Sadly, most citizens of our state don’t understand that a single legislator or lobbyist in Montgomery can have a greater impact on their daily lives than the most powerful lawmaker in Washington.

Under our system of government the first principle of the social contract recognizes as a self-evident truth that “governments are instituted among men, deriving their just powers from the consent of the governed. . . .”

Among the threads that bind our system of government together are the principles of moral law, equal justice, and freedom. The first two keeping the latter in check.

Advertisement. Scroll to continue reading.

There is a constitutional imperative in our system, for those who work in government, to do what is right, because they represent to the people.

It is not just the elected officials who must bear the burden of doing right, neither the lobbyist, bureaucrat or reporter can say, “Oh no, not me. I am not responsible.”

The idea that government is evil or that government service is less than honorable is a lie perpetuated to win elections or fuel the 86400-second news cycle. However, the government is no better or worse than those individuals who occupy the seats of power.

As individuals we are a bundle of needs, wants, and desires that drive us forward or leave us mired in the mud of our imperfections.
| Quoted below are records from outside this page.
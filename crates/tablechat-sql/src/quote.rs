// SPDX-License-Identifier: Apache-2.0

//! Literal and identifier quoting for generated SQL

/// Quote a string literal, doubling embedded single quotes
pub fn quote_literal(value: &str) -> String {
    format!("'{}'", value.replace('\'', "''"))
}

/// Quote an identifier with backticks, doubling embedded backticks
pub fn quote_ident(name: &str) -> String {
    format!("`{}`", name.replace('`', "``"))
}

/// `<catalog>.information_schema.<view>` with the catalog quoted
pub fn information_schema(catalog: &str, view: &str) -> String {
    format!("{}.information_schema.{}", quote_ident(catalog), view)
}

#[cfg(test)]
mod tests {
    use super::*;

    #[test]
    fn literal_escapes_quotes() {
        assert_eq!(quote_literal("o'brien"), "'o''brien'");
        assert_eq!(quote_literal(""), "''");
    }

    #[test]
    fn ident_escapes_backticks() {
        assert_eq!(quote_ident("my`cat"), "`my``cat`");
        assert_eq!(
            information_schema("demo", "columns"),
            "`demo`.information_schema.columns"
        );
    }
}
// SPDX-License-Identifier: Apache-2.0

//! Normalized error types for tablechat
//!
//! Serving, catalog, and SQL failures are all mapped onto [`ChatError`] so the
//! orchestrator can turn any of them into a single user-visible reply.

use serde::{Deserialize, Serialize};
use thiserror::Error;

/// Unified error type for every fallible operation in the crate family
#[derive(Debug, Clone, Error, Serialize, Deserialize, PartialEq)]
pub enum ChatError {
    /// A required setting is missing or out of range.
    #[error("Configuration error: {message}")]
    Configuration { message: String },

    /// The credential provider could not supply a usable credential.
    #[error("Authentication failed: {message}")]
    Authentication { message: String },

    /// Non-2xx status, error-shaped payload, or network failure.
    ///
    /// `detail` holds the endpoint's error body, as parsed JSON when it was
    /// valid JSON and as a JSON string otherwise.
    #[error("{}", transport_message(.status, .detail))]
    Transport {
        status: Option<u16>,
        detail: serde_json::Value,
    },

    /// The serving layer answered with a shape we do not recognise.
    #[error("Unrecognised response format: {payload}")]
    ResponseFormat { payload: String },

    /// Catalog, table, or SQL failure; `target` is the qualified name involved.
    #[error("Metadata error for '{target}': {message}")]
    Metadata { target: String, message: String },

    /// A tool failed. Never leaves the tool registry.
    #[error("Tool '{tool}' failed: {message}")]
    ToolExecution { tool: String, message: String },
}

fn transport_message(status: &Option<u16>, detail: &serde_json::Value) -> String {
    let detail = match detail {
        serde_json::Value::String(text) => text.clone(),
        other => other.to_string(),
    };
    match status {
        Some(code) => format!("Transport error (HTTP {}): {}", code, detail),
        None => format!("Transport error: {}", detail),
    }
}

impl ChatError {
    pub fn configuration(msg: impl Into<String>) -> Self {
        Self::Configuration { message: msg.into() }
    }

    pub fn authentication(msg: impl Into<String>) -> Self {
        Self::Authentication { message: msg.into() }
    }

    pub fn transport(status: Option<u16>, detail: serde_json::Value) -> Self {
        Self::Transport { status, detail }
    }

    /// Transport failure with no HTTP status (connect error, timeout, ...).
    pub fn network(msg: impl Into<String>) -> Self {
        Self::Transport {
            status: None,
            detail: serde_json::Value::String(msg.into()),
        }
    }

    pub fn response_format(payload: impl Into<String>) -> Self {
        Self::ResponseFormat { payload: payload.into() }
    }

    pub fn metadata(target: impl Into<String>, msg: impl Into<String>) -> Self {
        Self::Metadata {
            target: target.into(),
            message: msg.into(),
        }
    }

    pub fn tool_execution(tool: impl Into<String>, msg: impl Into<String>) -> Self {
        Self::ToolExecution {
            tool: tool.into(),
            message: msg.into(),
        }
    }

    /// Message without the variant prefix, used when an error is rendered
    /// as conversational text.
    pub fn message(&self) -> String {
        match self {
            Self::Configuration { message }
            | Self::Authentication { message }
            | Self::Metadata { message, .. }
            | Self::ToolExecution { message, .. } => message.clone(),
            Self::ResponseFormat { payload } => {
                format!("unrecognised response format: {}", payload)
            }
            Self::Transport { .. } => self.to_string(),
        }
    }

    pub fn is_configuration(&self) -> bool {
        matches!(self, Self::Configuration { .. })
    }
}

/// Result type alias used across the workspace
pub type ChatResult<T> = Result<T, ChatError>;

#[cfg(test)]
mod tests {
    use super::*;
    use serde_json::json;

    #[test]
    fn transport_display_uses_structured_detail() {
        let err = ChatError::transport(Some(403), json!({"error_code": "PERMISSION_DENIED"}));
        assert_eq!(
            err.to_string(),
            r#"Transport error (HTTP 403): {"error_code":"PERMISSION_DENIED"}"#
        );
    }

    #[test]
    fn transport_display_uses_raw_text() {
        let err = ChatError::network("connection refused");
        assert_eq!(err.to_string(), "Transport error: connection refused");
    }

    #[test]
    fn metadata_display_names_target() {
        let err = ChatError::metadata("demo.sales.orders", "TABLE_DOES_NOT_EXIST");
        assert_eq!(
            err.to_string(),
            "Metadata error for 'demo.sales.orders': TABLE_DOES_NOT_EXIST"
        );
        assert_eq!(err.message(), "TABLE_DOES_NOT_EXIST");
    }

    #[test]
    fn errors_serialize_with_variant_tag() {
        let err = ChatError::configuration("resource id not set");
        let value = serde_json::to_value(&err).unwrap();
        assert_eq!(
            value,
            json!({"Configuration": {"message": "resource id not set"}})
        );
    }
}
// SPDX-License-Identifier: Apache-2.0

//! Logging and observability helpers.

pub mod sensitive;

pub use sensitive::Sensitive;

use std::fs;
use std::path::{Path, PathBuf};
use std::time::{Duration, SystemTime};

use tracing_appender::rolling::RollingFileAppender;
use tracing_subscriber::fmt::format::FmtSpan;
use tracing_subscriber::EnvFilter;

const LOG_FILE_PREFIX: &str = "tablechat.log";
const LOG_RETENTION_DAYS: u64 = 14;
const DEFAULT_FILTER: &str = "tablechat=info,tablechat_lib=info";

/// Install the JSON file subscriber and the panic hook.
///
/// Logs go to `log_dir` when given, otherwise to the per-user default
/// directory. Returns the directory actually used.
pub fn init_tracing(log_dir: Option<&Path>) -> PathBuf {
    let log_dir = log_dir.map(Path::to_path_buf).unwrap_or_else(log_directory);
    let _ = fs::create_dir_all(&log_dir);

    if let Err(e) = cleanup_old_logs(&log_dir, LOG_RETENTION_DAYS) {
        eprintln!("Failed to clean up old logs: {}", e);
    }

    let file_appender: RollingFileAppender =
        tracing_appender::rolling::daily(&log_dir, LOG_FILE_PREFIX);
    let env_filter =
        EnvFilter::try_from_default_env().unwrap_or_else(|_| EnvFilter::new(DEFAULT_FILTER));

    let _ = tracing_subscriber::fmt()
        .with_env_filter(env_filter)
        .with_writer(file_appender)
        .json()
        .with_thread_ids(true)
        .with_file(true)
        .with_line_number(true)
        .with_current_span(true)
        .with_span_list(true)
        .with_ansi(false)
        .with_span_events(FmtSpan::CLOSE)
        .try_init();

    let previous_hook = std::panic::take_hook();
    std::panic::set_hook(Box::new(move |panic_info| {
        let payload = panic_info.payload();
        let location = panic_info
            .location()
            .map(|l| format!("{}:{}:{}", l.file(), l.line(), l.column()))
            .unwrap_or_else(|| "unknown".to_string());

        let msg = if let Some(s) = payload.downcast_ref::<&str>() {
            format!("PANIC: {}", s)
        } else if let Some(s) = payload.downcast_ref::<String>() {
            format!("PANIC: {}", s)
        } else {
            "PANIC: unknown cause".to_string()
        };

        tracing::error!(target: "panic", location = %location, message = %msg, "tablechat panicked");
        previous_hook(panic_info);
    }));

    tracing::info!(log_dir = ?log_dir, "Tracing initialized");
    log_dir
}

fn log_directory() -> PathBuf {
    match dirs::data_local_dir() {
        Some(mut path) => {
            path.push("tablechat");
            path.push("logs");
            path
        }
        None => PathBuf::from(".tablechat").join("logs"),
    }
}

/// Remove `*.log*` files in `log_dir` older than `retention_days`.
///
/// Returns the number of files removed.
pub fn cleanup_old_logs(log_dir: &Path, retention_days: u64) -> std::io::Result<usize> {
    let now = SystemTime::now();
    let retention = Duration::from_secs(retention_days * 24 * 60 * 60);
    let mut removed = 0;

    for entry in fs::read_dir(log_dir)? {
        let path = entry?.path();

        let is_log = path
            .file_name()
            .and_then(|name| name.to_str())
            .map(|name| name.starts_with(LOG_FILE_PREFIX) || name.ends_with(".log"))
            .unwrap_or(false);
        if !is_log {
            continue;
        }

        let age = fs::metadata(&path)
            .and_then(|m| m.modified())
            .ok()
            .and_then(|modified| now.duration_since(modified).ok());

        if let Some(age) = age {
            if age > retention {
                match fs::remove_file(&path) {
                    Ok(()) => removed += 1,
                    Err(e) => eprintln!("Failed to remove old log file {:?}: {}", path, e),
                }
            }
        }
    }
    Ok(removed)
}

#[cfg(test)]
mod tests {
    use super::*;

    #[test]
    fn cleanup_keeps_fresh_logs_and_other_files() {
        let dir = tempfile::tempdir().unwrap();
        fs::write(dir.path().join("tablechat.log.2026-10-18"), "{}").unwrap();
        fs::write(dir.path().join("notes.txt"), "keep").unwrap();

        let removed = cleanup_old_logs(dir.path(), LOG_RETENTION_DAYS).unwrap();
        assert_eq!(removed, 0);
        assert!(dir.path().join("tablechat.log.2026-10-18").exists());
        assert!(dir.path().join("notes.txt").exists());
    }

    #[test]
    fn cleanup_with_zero_retention_removes_logs_only() {
        let dir = tempfile::tempdir().unwrap();
        fs::write(dir.path().join("tablechat.log.2026-10-01"), "{}").unwrap();
        fs::write(dir.path().join("notes.txt"), "keep").unwrap();
        std::thread::sleep(Duration::from_millis(20));

        let removed = cleanup_old_logs(dir.path(), 0).unwrap();
        assert_eq!(removed, 1);
        assert!(dir.path().join("notes.txt").exists());
    }
}
// SPDX-License-Identifier: Apache-2.0

//! Lightweight in-process counters for model calls and tool executions.

use std::sync::atomic::{AtomicU64, Ordering};
use std::sync::OnceLock;

use serde::Serialize;

#[derive(Default)]
struct ChatMetrics {
    model_calls: AtomicU64,
    model_failures: AtomicU64,
    model_duration_total_ms: AtomicU64,
    model_duration_max_ms: AtomicU64,
    tool_calls: AtomicU64,
    tool_failures: AtomicU64,
    iteration_limits: AtomicU64,
    turn_failures: AtomicU64,
}

static CHAT_METRICS: OnceLock<ChatMetrics> = OnceLock::new();

fn metrics() -> &'static ChatMetrics {
    CHAT_METRICS.get_or_init(ChatMetrics::default)
}

pub fn record_model_call(duration_ms: f64, success: bool) {
    let duration_ms = duration_ms.max(0.0) as u64;
    let metrics = metrics();
    metrics.model_calls.fetch_add(1, Ordering::Relaxed);
    if !success {
        metrics.model_failures.fetch_add(1, Ordering::Relaxed);
    }
    metrics
        .model_duration_total_ms
        .fetch_add(duration_ms, Ordering::Relaxed);
    metrics
        .model_duration_max_ms
        .fetch_max(duration_ms, Ordering::Relaxed);
}

pub fn record_tool_call(success: bool) {
    let metrics = metrics();
    metrics.tool_calls.fetch_add(1, Ordering::Relaxed);
    if !success {
        metrics.tool_failures.fetch_add(1, Ordering::Relaxed);
    }
}

pub fn record_iteration_limit() {
    metrics().iteration_limits.fetch_add(1, Ordering::Relaxed);
}

pub fn record_turn_failure() {
    metrics().turn_failures.fetch_add(1, Ordering::Relaxed);
}

#[derive(Debug, Serialize)]
pub struct ChatMetricsSnapshot {
    pub model_calls: u64,
    pub model_failures: u64,
    pub model_avg_ms: Option<f64>,
    pub model_max_ms: Option<u64>,
    pub tool_calls: u64,
    pub tool_failures: u64,
    pub iteration_limits: u64,
    pub turn_failures: u64,
}

pub fn snapshot() -> ChatMetricsSnapshot {
    let metrics = metrics();
    let model_calls = metrics.model_calls.load(Ordering::Relaxed);
    let duration_total = metrics.model_duration_total_ms.load(Ordering::Relaxed);
    let max_ms = metrics.model_duration_max_ms.load(Ordering::Relaxed);

    ChatMetricsSnapshot {
        model_calls,
        model_failures: metrics.model_failures.load(Ordering::Relaxed),
        model_avg_ms: (model_calls > 0).then(|| duration_total as f64 / model_calls as f64),
        model_max_ms: (max_ms > 0).then_some(max_ms),
        tool_calls: metrics.tool_calls.load(Ordering::Relaxed),
        tool_failures: metrics.tool_failures.load(Ordering::Relaxed),
        iteration_limits: metrics.iteration_limits.load(Ordering::Relaxed),
        turn_failures: metrics.turn_failures.load(Ordering::Relaxed),
    }
}
// SPDX-License-Identifier: Apache-2.0

//! Text extraction from serving responses
//!
//! Endpoints answer in several shapes. Each [`ExtractionStrategy`] recognises
//! exactly one of them; [`extract_text`] tries them in [`STRATEGIES`] order
//! and fails with `ResponseFormat` when none matches.

use serde_json::Value;

use tablechat_core::{ChatError, ChatResult};

/// One recognised response shape
#[derive(Debug, Clone, Copy, PartialEq, Eq)]
pub enum ExtractionStrategy {
    /// The payload itself is a JSON string
    DirectString,
    /// `choices[0].message.content` as a string
    ChatMessageContent,
    /// `choices[0].text`
    CompletionText,
    /// A list of `{ "text": ... }` parts, joined in order
    ContentParts,
    /// A string under a well-known top-level key
    FlatKey(&'static str),
}

/// Priority order
pub const STRATEGIES: &[ExtractionStrategy] = &[
    ExtractionStrategy::DirectString,
    ExtractionStrategy::ChatMessageContent,
    ExtractionStrategy::CompletionText,
    ExtractionStrategy::ContentParts,
    ExtractionStrategy::FlatKey("output_text"),
    ExtractionStrategy::FlatKey("generated_text"),
    ExtractionStrategy::FlatKey("text"),
    ExtractionStrategy::FlatKey("response"),
];

impl ExtractionStrategy {
    pub fn name(&self) -> &'static str {
        match self {
            ExtractionStrategy::DirectString => "direct_string",
            ExtractionStrategy::ChatMessageContent => "chat_message_content",
            ExtractionStrategy::CompletionText => "completion_text",
            ExtractionStrategy::ContentParts => "content_parts",
            ExtractionStrategy::FlatKey(key) => *key,
        }
    }

    /// `Some(text)` when the payload has this strategy's shape
    pub fn apply(&self, payload: &Value) -> Option<String> {
        match self {
            ExtractionStrategy::DirectString => payload.as_str().map(str::to_string),
            ExtractionStrategy::ChatMessageContent => payload
                .pointer("/choices/0/message/content")
                .and_then(Value::as_str)
                .map(str::to_string),
            ExtractionStrategy::CompletionText => payload
                .pointer("/choices/0/text")
                .and_then(Value::as_str)
                .map(str::to_string),
            ExtractionStrategy::ContentParts => content_parts(payload),
            ExtractionStrategy::FlatKey(key) => payload
                .as_object()
                .and_then(|obj| obj.get(*key))
                .and_then(Value::as_str)
                .map(str::to_string),
        }
    }
}

/// Gemini-style `candidates[0].content.parts`, or a chat message whose
/// `content` is a list of parts.
fn content_parts(payload: &Value) -> Option<String> {
    let parts = payload
        .pointer("/candidates/0/content/parts")
        .or_else(|| payload.pointer("/choices/0/message/content"))?;
    join_parts(parts)
}

/// Concatenate the `text` fragments of a parts array, in order
pub fn join_parts(parts: &Value) -> Option<String> {
    let parts = parts.as_array()?;
    let mut text = String::new();
    for part in parts {
        if let Some(fragment) = part.get("text").and_then(Value::as_str) {
            text.push_str(fragment);
        }
    }
    Some(text)
}

/// The first strategy that matches, with its text
pub fn match_strategy(payload: &Value) -> Option<(ExtractionStrategy, String)> {
    STRATEGIES
        .iter()
        .find_map(|strategy| strategy.apply(payload).map(|text| (*strategy, text)))
}

pub fn extract_text(payload: &Value) -> ChatResult<String> {
    match match_strategy(payload) {
        Some((strategy, text)) => {
            tracing::debug!(strategy = strategy.name(), "Extracted response text");
            Ok(text)
        }
        None => Err(ChatError::response_format(payload.to_string())),
    }
}

#[cfg(test)]
mod tests {
    use super::*;
    use serde_json::json;

    #[test]
    fn direct_string() {
        assert_eq!(extract_text(&json!("hello")).unwrap(), "hello");
    }

    #[test]
    fn chat_completion_shape() {
        let payload = json!({"choices": [{"message": {"role": "assistant", "content": "hi"}}]});
        assert_eq!(
            match_strategy(&payload).unwrap(),
            (ExtractionStrategy::ChatMessageContent, "hi".to_string())
        );
    }

    #[test]
    fn completion_text_shape() {
        let payload = json!({"choices": [{"text": "legacy"}]});
        assert_eq!(extract_text(&payload).unwrap(), "legacy");
    }

    #[test]
    fn parts_are_joined_in_order() {
        let payload = json!({
            "candidates": [{"content": {"parts": [{"text": "a"}, {"inline": 1}, {"text": "b"}]}}]
        });
        assert_eq!(
            match_strategy(&payload).unwrap(),
            (ExtractionStrategy::ContentParts, "ab".to_string())
        );

        let list_content = json!({
            "choices": [{"message": {"content": [{"type": "text", "text": "x"}, {"type": "text", "text": "y"}]}}]
        });
        assert_eq!(extract_text(&list_content).unwrap(), "xy");
    }

    #[test]
    fn flat_keys_in_priority_order() {
        let payload = json!({"response": "r", "generated_text": "g"});
        assert_eq!(
            match_strategy(&payload).unwrap(),
            (ExtractionStrategy::FlatKey("generated_text"), "g".to_string())
        );
        assert_eq!(extract_text(&json!({"output_text": "o"})).unwrap(), "o");
    }

    #[test]
    fn non_string_flat_key_does_not_match() {
        let payload = json!({"text": 42});
        let err = extract_text(&payload).unwrap_err();
        assert_eq!(err, ChatError::response_format(r#"{"text":42}"#));
    }

    #[test]
    fn extraction_is_idempotent() {
        let payload = json!({"choices": [{"message": {"content": "same"}}]});
        assert_eq!(extract_text(&payload).unwrap(), extract_text(&payload).unwrap());
    }
}
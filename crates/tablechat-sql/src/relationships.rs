// SPDX-License-Identifier: Apache-2.0

//! Queries used to discover relationships between tables
//!
//! Constraint queries return the columns `peer_table`, `constraint_name`,
//! `source_column`, `target_column`, one row per column pair, ordered so that
//! the pairs of a composite key are adjacent and in key order. `source_column`
//! is always on the referencing side.

use crate::quote::{information_schema, quote_literal};

/// Which side of the foreign key the target table is on
#[derive(Debug, Clone, Copy, PartialEq, Eq)]
pub enum Direction {
    /// Other tables hold foreign keys pointing at the target
    ReferencedBy,
    /// The target holds foreign keys pointing at other tables
    References,
}

/// Foreign-key pairs touching `catalog.schema.table` from the given side
pub fn constraint_query(catalog: &str, schema: &str, table: &str, direction: Direction) -> String {
    let rc = information_schema(catalog, "referential_constraints");
    let kcu = information_schema(catalog, "key_column_usage");

    // `filtered` is the target table's side, `peer` the other one
    let (filtered, peer) = match direction {
        Direction::ReferencedBy => ("pk", "fk"),
        Direction::References => ("fk", "pk"),
    };

    format!(
        "SELECT \
{peer}.table_catalog || '.' || {peer}.table_schema || '.' || {peer}.table_name AS peer_table, \
rc.constraint_name AS constraint_name, \
fk.column_name AS source_column, \
pk.column_name AS target_column \
FROM {rc} rc \
JOIN {kcu} fk \
ON fk.constraint_catalog = rc.constraint_catalog \
AND fk.constraint_schema = rc.constraint_schema \
AND fk.constraint_name = rc.constraint_name \
JOIN {kcu} pk \
ON pk.constraint_catalog = rc.unique_constraint_catalog \
AND pk.constraint_schema = rc.unique_constraint_schema \
AND pk.constraint_name = rc.unique_constraint_name \
AND pk.ordinal_position = fk.position_in_unique_constraint \
WHERE {filtered}.table_catalog = {c} \
AND {filtered}.table_schema = {s} \
AND {filtered}.table_name = {t} \
ORDER BY peer_table, constraint_name, fk.ordinal_position",
        c = quote_literal(catalog),
        s = quote_literal(schema),
        t = quote_literal(table),
    )
}

/// Every `(table_name, column_name)` of a schema, for name-based inference
pub fn schema_columns_query(catalog: &str, schema: &str) -> String {
    format!(
        "SELECT table_name, column_name \
FROM {columns} \
WHERE table_catalog = {c} AND table_schema = {s} \
ORDER BY table_name, ordinal_position",
        columns = information_schema(catalog, "columns"),
        c = quote_literal(catalog),
        s = quote_literal(schema),
    )
}

#[cfg(test)]
mod tests {
    use super::*;
    use crate::guard::ensure_read_only;

    #[test]
    fn referenced_by_filters_on_referenced_side() {
        let sql = constraint_query("demo", "sales", "orders", Direction::ReferencedBy);
        assert!(sql.contains("WHERE pk.table_catalog = 'demo'"));
        assert!(sql.contains("AND pk.table_name = 'orders'"));
        assert!(sql.starts_with("SELECT fk.table_catalog"));
    }

    #[test]
    fn references_filters_on_referencing_side() {
        let sql = constraint_query("demo", "sales", "orders", Direction::References);
        assert!(sql.contains("WHERE fk.table_catalog = 'demo'"));
        assert!(sql.starts_with("SELECT pk.table_catalog"));
    }

    #[test]
    fn generated_queries_are_read_only() {
        let sql = constraint_query("demo", "sales", "o'rders", Direction::References);
        assert!(sql.contains("'o''rders'"));
        assert!(ensure_read_only(&sql).is_ok());
        assert!(ensure_read_only(&schema_columns_query("demo", "sales")).is_ok());
    }
}
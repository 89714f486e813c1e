// SPDX-License-Identifier: Apache-2.0

use tablechat_core::{Message, Role};

/// Ordered message history of one chat.
///
/// Index 0 always holds the single system message. Everything after it is
/// append-only.
#[derive(Debug, Clone, PartialEq)]
pub struct Conversation {
    messages: Vec<Message>,
}

impl Conversation {
    pub fn new(system_prompt: impl Into<String>) -> Self {
        Self {
            messages: vec![Message::system(system_prompt)],
        }
    }

    pub fn system_prompt(&self) -> &str {
        self.messages[0].content_str()
    }

    /// Replace the system message in place
    pub fn set_system_prompt(&mut self, prompt: impl Into<String>) {
        self.messages[0] = Message::system(prompt);
    }

    /// Drop everything but the system message
    pub fn clear(&mut self) {
        self.messages.truncate(1);
    }

    pub fn messages(&self) -> &[Message] {
        &self.messages
    }

    /// History shown to a user: no system message, no tool plumbing
    pub fn visible_messages(&self) -> impl Iterator<Item = &Message> {
        self.messages.iter().skip(1).filter(|m| match m.role {
            Role::User => true,
            Role::Assistant => m.tool_calls.is_none(),
            Role::System | Role::Tool => false,
        })
    }

    pub fn len(&self) -> usize {
        self.messages.len()
    }

    pub fn is_empty(&self) -> bool {
        self.messages.len() <= 1
    }

    /// Append the messages of a finished turn
    pub(crate) fn commit(&mut self, turn: Vec<Message>) {
        self.messages.extend(
            turn.into_iter()
                .filter(|m| m.role != Role::System),
        );
    }
}

#[cfg(test)]
mod tests {
    use super::*;
    use tablechat_core::ToolCallRequest;

    #[test]
    fn system_prompt_is_replaced_not_duplicated() {
        let mut conversation = Conversation::new("first");
        conversation.commit(vec![Message::user("hi"), Message::assistant("hello")]);
        conversation.set_system_prompt("second");
        conversation.set_system_prompt("third");

        let systems = conversation
            .messages()
            .iter()
            .filter(|m| m.role == Role::System)
            .count();
        assert_eq!(systems, 1);
        assert_eq!(conversation.messages()[0].role, Role::System);
        assert_eq!(conversation.system_prompt(), "third");
        assert_eq!(conversation.len(), 3);
    }

    #[test]
    fn clear_keeps_system_message() {
        let mut conversation = Conversation::new("sys");
        conversation.commit(vec![Message::user("a")]);
        conversation.clear();
        assert!(conversation.is_empty());
        assert_eq!(conversation.messages(), &[Message::system("sys")]);
    }

    #[test]
    fn commit_never_adds_system_messages() {
        let mut conversation = Conversation::new("sys");
        conversation.commit(vec![Message::system("rogue"), Message::user("u")]);
        assert_eq!(conversation.len(), 2);
        assert_eq!(conversation.system_prompt(), "sys");
    }

    #[test]
    fn visible_messages_hide_tool_plumbing() {
        let mut conversation = Conversation::new("sys");
        let call = ToolCallRequest::new("c1", "list_tables", Default::default());
        conversation.commit(vec![
            Message::user("u"),
            Message::assistant_tool_calls(None, vec![call]),
            Message::tool("c1", "result"),
            Message::assistant("answer"),
        ]);
        let visible: Vec<&str> = conversation.visible_messages().map(|m| m.content_str()).collect();
        assert_eq!(visible, vec!["u", "answer"]);
    }
}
The same applies to the State.

In the new year perhaps the idea of doing well by doing good will see a resurgence. And that the notion that government is not in and of itself evil, but it is our nature that is to blame may find the understanding that it had at our nations founding.

But, what can happen in a second?

We can decide.

Advertisement. Scroll to continue reading.

We can choose to stand in the political arena to see the great good that can be accomplished by honest men and women. It is quite an impressive sight. Even more remarkable is the realization that each of us can make a significant difference, and at that moment, what we do matters.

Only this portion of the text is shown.